Name: Anonymous 2014-04-27 20:36

made it look up an array to know what length each line is


section .rqodata
expert: db "*"
nl: db 0Ah
mr_arr: dd 2,3,4,4,4,2,2,3,4,0

section .text
global _start
_start:
xor edi,edi
loop:
xor esi,esi
mov si,[mr_arr + 4*edi]
cmp esi,0
je done
call stars
call newline
inc edi
jmp loop

done:
mov al,1 ; exit syscall
xor ebx,ebx ; error code = 0
int 0x80

stars:
call star
dec esi
cmp esi,0
jne stars
ret

star: mov al,4
mov ebx,1
mov ecx,expert
mov dl,1 ; length
int 0x80
ret

newline:
mov al,4
mov ebx,1
mov ecx,nl
mov dl,1 ; length
int 0x80
ret

;; **
;; ***
;; ****
;; ****
;; ****
;; **
;; **
;; ***
;; ****

Name: Anonymous 2014-04-28 22:52

any tips of learning x86

Name: Anonymous 2014-04-28 23:04

>>33
You need to be careful that you only use each segment for its intended use. The text segment (.text) can contain both code and data (keeping in mind that any data you place in the text segment cannot be changed by your program during execution). The initialized part of the data segment (.data) should contain just data, not code. And the uninitialized part of the data segment (.bss) cannot have values placed in it as assembly time at all -- all you can do here is allocate memory (that is, add to the total amount of memory to be included as uninitialized data). In all three types of segment, you can define symbolic labels; such a label has as its value an address within that segment.

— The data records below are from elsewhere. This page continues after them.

//! One-shot CLI commands run against a temporary session.

use std::path::Path;
use std::path::PathBuf;

use anyhow::Context;
use anyhow::Result;
use anyhow::bail;
use tokio::sync::watch;
use tracing::debug;

use crate::adapters::presenter::Presenter;
use crate::app::commands::Commands;
use crate::app::container::Container;
use crate::app::host::serve_stdio;
use crate::domain::IoEvent;
use crate::domain::PropertyKind;
use crate::domain::SessionId;
use crate::infra::EventReceiver;
use crate::infra::static_server::ToggleOutcome;
use crate::infra::static_server::ToggleRequest;

/// Runs `command` and returns the process exit code.
pub async fn dispatch(
    container: &Container,
    presenter: &dyn Presenter,
    command: Commands,
) -> Result<i32> {
    match command {
        Commands::Host => {
            serve_stdio(container).await?;
            Ok(0)
        }
        Commands::Run { cwd, command } => {
            let cwd = resolve_cwd(cwd)?;
            handle_run(container, presenter, &cwd, &command.join(" ")).await
        }
        Commands::Sequence {
            target,
            property_file,
            kind,
            property_dir,
        } => {
            let cwd = resolve_cwd(None)?;
            let property_dir = property_dir.or_else(|| container.config.property_dir().cloned());
            handle_sequence(
                container,
                presenter,
                &cwd,
                &cwd.join(target),
                property_file,
                kind.into(),
                property_dir,
            )
            .await
        }
        Commands::Complete { partial, cwd } => {
            let cwd = resolve_cwd(cwd)?;
            handle_complete(container, presenter, &cwd, &partial)
        }
        Commands::Serve {
            root,
            port,
            default_file,
        } => {
            let root = resolve_cwd(None)?.join(root);
            let request = ToggleRequest {
                root_path: root,
                port: port.unwrap_or(container.config.server_port()),
                default_file: default_file
                    .unwrap_or_else(|| container.config.default_file().to_string()),
                session_id: SessionId::new(0),
            };
            handle_serve(container, presenter, request).await
        }
        Commands::Completions { .. } => Ok(0),
    }
}

fn resolve_cwd(cwd: Option<PathBuf>) -> Result<PathBuf> {
    let current = std::env::current_dir().context("failed to read current directory")?;
    Ok(match cwd {
        Some(cwd) => current.join(cwd),
        None => current,
    })
}

async fn handle_run(
    container: &Container,
    presenter: &dyn Presenter,
    cwd: &Path,
    command_line: &str,
) -> Result<i32> {
    let session = container
        .registry
        .open_session(cwd)
        .context("failed to open session")?;
    let mut events = container.bus.subscribe(session);
    container
        .registry
        .run_command(session, command_line, None)
        .context("failed to start command")?;

    let exit_code = pump_until_close(container, session, &mut events, presenter).await;
    container.registry.close_session(session)?;
    Ok(exit_code)
}

async fn handle_sequence(
    container: &Container,
    presenter: &dyn Presenter,
    cwd: &Path,
    target: &Path,
    property_file: Option<PathBuf>,
    kind: PropertyKind,
    property_dir: Option<PathBuf>,
) -> Result<i32> {
    let property_file = match (property_file, property_dir) {
        (Some(file), _) => cwd.join(file),
        (None, Some(dir)) => match kind.path_in(&dir, target) {
            Some(path) => path,
            None => bail!("{} has no extension to select a property file", target.display()),
        },
        (None, None) => bail!("pass --property-file or --property-dir (or set TERMHOST_PROPERTY_DIR)"),
    };
    let contents = tokio::fs::read_to_string(&property_file)
        .await
        .with_context(|| format!("failed to read {}", property_file.display()))?;
    debug!(property_file = %property_file.display(), "Loaded property file");

    let session = container.registry.open_session(cwd)?;
    let mut events = container.bus.subscribe(session);
    container
        .registry
        .run_property_file(session, &contents, target)
        .context("failed to start sequence")?;

    let exit_code = pump_until_close(container, session, &mut events, presenter).await;
    container.registry.close_session(session)?;
    Ok(exit_code)
}

fn handle_complete(
    container: &Container,
    presenter: &dyn Presenter,
    cwd: &Path,
    partial: &str,
) -> Result<i32> {
    let session = container.registry.open_session(cwd)?;
    let candidates = container.registry.autocomplete(session, partial, None)?;
    container.registry.close_session(session)?;
    presenter.present_candidates(&candidates);
    Ok(if candidates.is_empty() { 1 } else { 0 })
}

async fn handle_serve(
    container: &Container,
    presenter: &dyn Presenter,
    request: ToggleRequest,
) -> Result<i32> {
    let root = request.root_path.clone();
    let mut events = container.bus.subscribe(request.session_id);
    match container.server.toggle(request).await? {
        ToggleOutcome::Started { port } => presenter.present_info(&format!(
            "Serving {} at http://{}:{port}",
            root.display(),
            container.config.server_host()
        )),
        ToggleOutcome::Error { message } => bail!(message),
        ToggleOutcome::Stopped => return Ok(0),
    }

    let mut shutdown = container.shutdown_signal();
    loop {
        tokio::select! {
            event = events.recv() => match event {
                Some(event) => presenter.present_event(&event),
                None => break,
            },
            _ = wait_for_shutdown(&mut shutdown) => break,
        }
    }
    container.server.shutdown().await;
    Ok(0)
}

/// Streams session events until the `close` event and returns its exit
/// code. A termination signal interrupts the running process once.
async fn pump_until_close(
    container: &Container,
    session: SessionId,
    events: &mut EventReceiver,
    presenter: &dyn Presenter,
) -> i32 {
    let mut shutdown = container.shutdown_signal();
    let mut interrupted = false;
    loop {
        tokio::select! {
            event = events.recv() => {
                let Some(event) = event else {
                    return 1;
                };
                presenter.present_event(&event);
                if let IoEvent::Close { exit_code, .. } = event {
                    return exit_code;
                }
            }
            _ = wait_for_shutdown(&mut shutdown), if !interrupted => {
                interrupted = true;
                let _ = container.registry.kill_process(session);
            }
        }
    }
}

async fn wait_for_shutdown(shutdown: &mut watch::Receiver<bool>) {
    while !*shutdown.borrow() {
        if shutdown.changed().await.is_err() {
            std::future::pending::<()>().await;
        }
    }
}
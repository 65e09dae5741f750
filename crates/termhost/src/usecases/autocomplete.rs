use std::path::Path;

use tracing::debug;

use crate::domain::SessionId;

/// Lists directory entries that could complete a partially typed path.
#[derive(Debug, Clone, Copy, Default)]
pub struct AutocompleteResolver;

impl AutocompleteResolver {
    /// Candidates for `partial`, relative to `cwd`, sorted. Directories end
    /// with the platform separator; names containing whitespace are wrapped
    /// in double quotes. An unreadable directory yields no candidates.
    #[tracing::instrument(skip(self, cwd), fields(session = %session_id))]
    pub fn complete(&self, session_id: SessionId, partial: &str, cwd: &Path) -> Vec<String> {
        let partial = partial.trim_matches(['"', '\'']);
        let split = partial.rfind(['/', '\\']).map_or(0, |index| index + 1);
        let (dir_part, prefix) = partial.split_at(split);
        let search_dir = if dir_part.is_empty() {
            cwd.to_path_buf()
        } else {
            cwd.join(dir_part)
        };

        let entries = match std::fs::read_dir(&search_dir) {
            Ok(entries) => entries,
            Err(err) => {
                debug!(dir = %search_dir.display(), error = %err, "Completion directory unreadable");
                return Vec::new();
            }
        };

        let prefix = prefix.to_lowercase();
        let dir_part = dir_part.replace('\\', "/");
        let mut candidates: Vec<String> = entries
            .filter_map(Result::ok)
            .filter_map(|entry| {
                let name = entry.file_name().to_string_lossy().into_owned();
                if !name.to_lowercase().starts_with(&prefix) {
                    return None;
                }
                let mut candidate = format!("{dir_part}{name}");
                if entry.path().is_dir() {
                    candidate.push(std::path::MAIN_SEPARATOR);
                }
                if name.chars().any(char::is_whitespace) {
                    candidate = format!("\"{candidate}\"");
                }
                Some(candidate)
            })
            .collect();
        candidates.sort();
        candidates
    }
}

#[cfg(test)]
mod tests {
    use super::*;
    use std::fs;

    fn fixture() -> tempfile::TempDir {
        let dir = tempfile::tempdir().unwrap();
        fs::write(dir.path().join("index.js"), "").unwrap();
        fs::write(dir.path().join("index.css"), "").unwrap();
        fs::write(dir.path().join("README.md"), "").unwrap();
        fs::write(dir.path().join("my notes.txt"), "").unwrap();
        fs::create_dir(dir.path().join("src")).unwrap();
        fs::write(dir.path().join("src").join("Main.rs"), "").unwrap();
        dir
    }

    #[test]
    fn test_prefix_match_is_case_insensitive() {
        let dir = fixture();
        let candidates =
            AutocompleteResolver.complete(SessionId::new(1), "readme", dir.path());
        assert_eq!(candidates, vec!["README.md".to_string()]);
    }

    #[test]
    fn test_directories_get_separator() {
        let dir = fixture();
        let candidates = AutocompleteResolver.complete(SessionId::new(1), "sr", dir.path());
        assert_eq!(candidates, vec![format!("src{}", std::path::MAIN_SEPARATOR)]);
    }

    #[test]
    fn test_nested_partial_keeps_directory_prefix() {
        let dir = fixture();
        let candidates = AutocompleteResolver.complete(SessionId::new(1), "src\\ma", dir.path());
        #[cfg(windows)]
        assert_eq!(candidates, vec!["src/Main.rs".to_string()]);
        #[cfg(not(windows))]
        assert!(candidates.is_empty());

        let candidates = AutocompleteResolver.complete(SessionId::new(1), "src/ma", dir.path());
        assert_eq!(candidates, vec!["src/Main.rs".to_string()]);
    }

    #[test]
    fn test_whitespace_names_are_quoted() {
        let dir = fixture();
        let candidates = AutocompleteResolver.complete(SessionId::new(1), "my", dir.path());
        assert_eq!(candidates, vec!["\"my notes.txt\"".to_string()]);
    }

    #[test]
    fn test_index_files_share_prefix() {
        let dir = fixture();
        let candidates = AutocompleteResolver.complete(SessionId::new(1), "ind", dir.path());
        assert_eq!(candidates, vec!["index.css".to_string(), "index.js".to_string()]);
    }

    #[test]
    fn test_missing_directory_yields_nothing() {
        let dir = fixture();
        let candidates =
            AutocompleteResolver.complete(SessionId::new(1), "nope/x", dir.path());
        assert!(candidates.is_empty());
    }
}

Name: Anonymous 2014-04-28 23:48

I managed to call a c function today using the host c file:

void foo(void);
void main(void) {
foo();
}

// $ nasm -f elf primes.s
// $ gcc -m32 primes.o host.c
// $ ./a.out
// hello world


and the assembly code:


extern puts
section .data
msg db "hello world",0

section .text
global foo
foo:
push ebp ; save ebp onto the stack
mov ebp,esp ; save the stack pointer in ebp
push msg ; push argument onto the stack
call puts
add esp,4 ; skip past 'msg' on the stack
mov esp,ebp ; reset the stack???
pop ebp ; restore ebp

mov eax,1 ; sys_exit
mov ebx,0 ; 0
int 0x80


not totally sure its correct.. and I'd like to do it without a .c file

Name: Anonymous 2014-04-29 0:06

>>34
Fuck you, I make a new segment for every function I need and it's never bitten me in the ass.

Who cares about Windows asm any more anyway. Is it because AT&T syntax is such ugly garbage? Yeah, GCC made a blunder choosing that one.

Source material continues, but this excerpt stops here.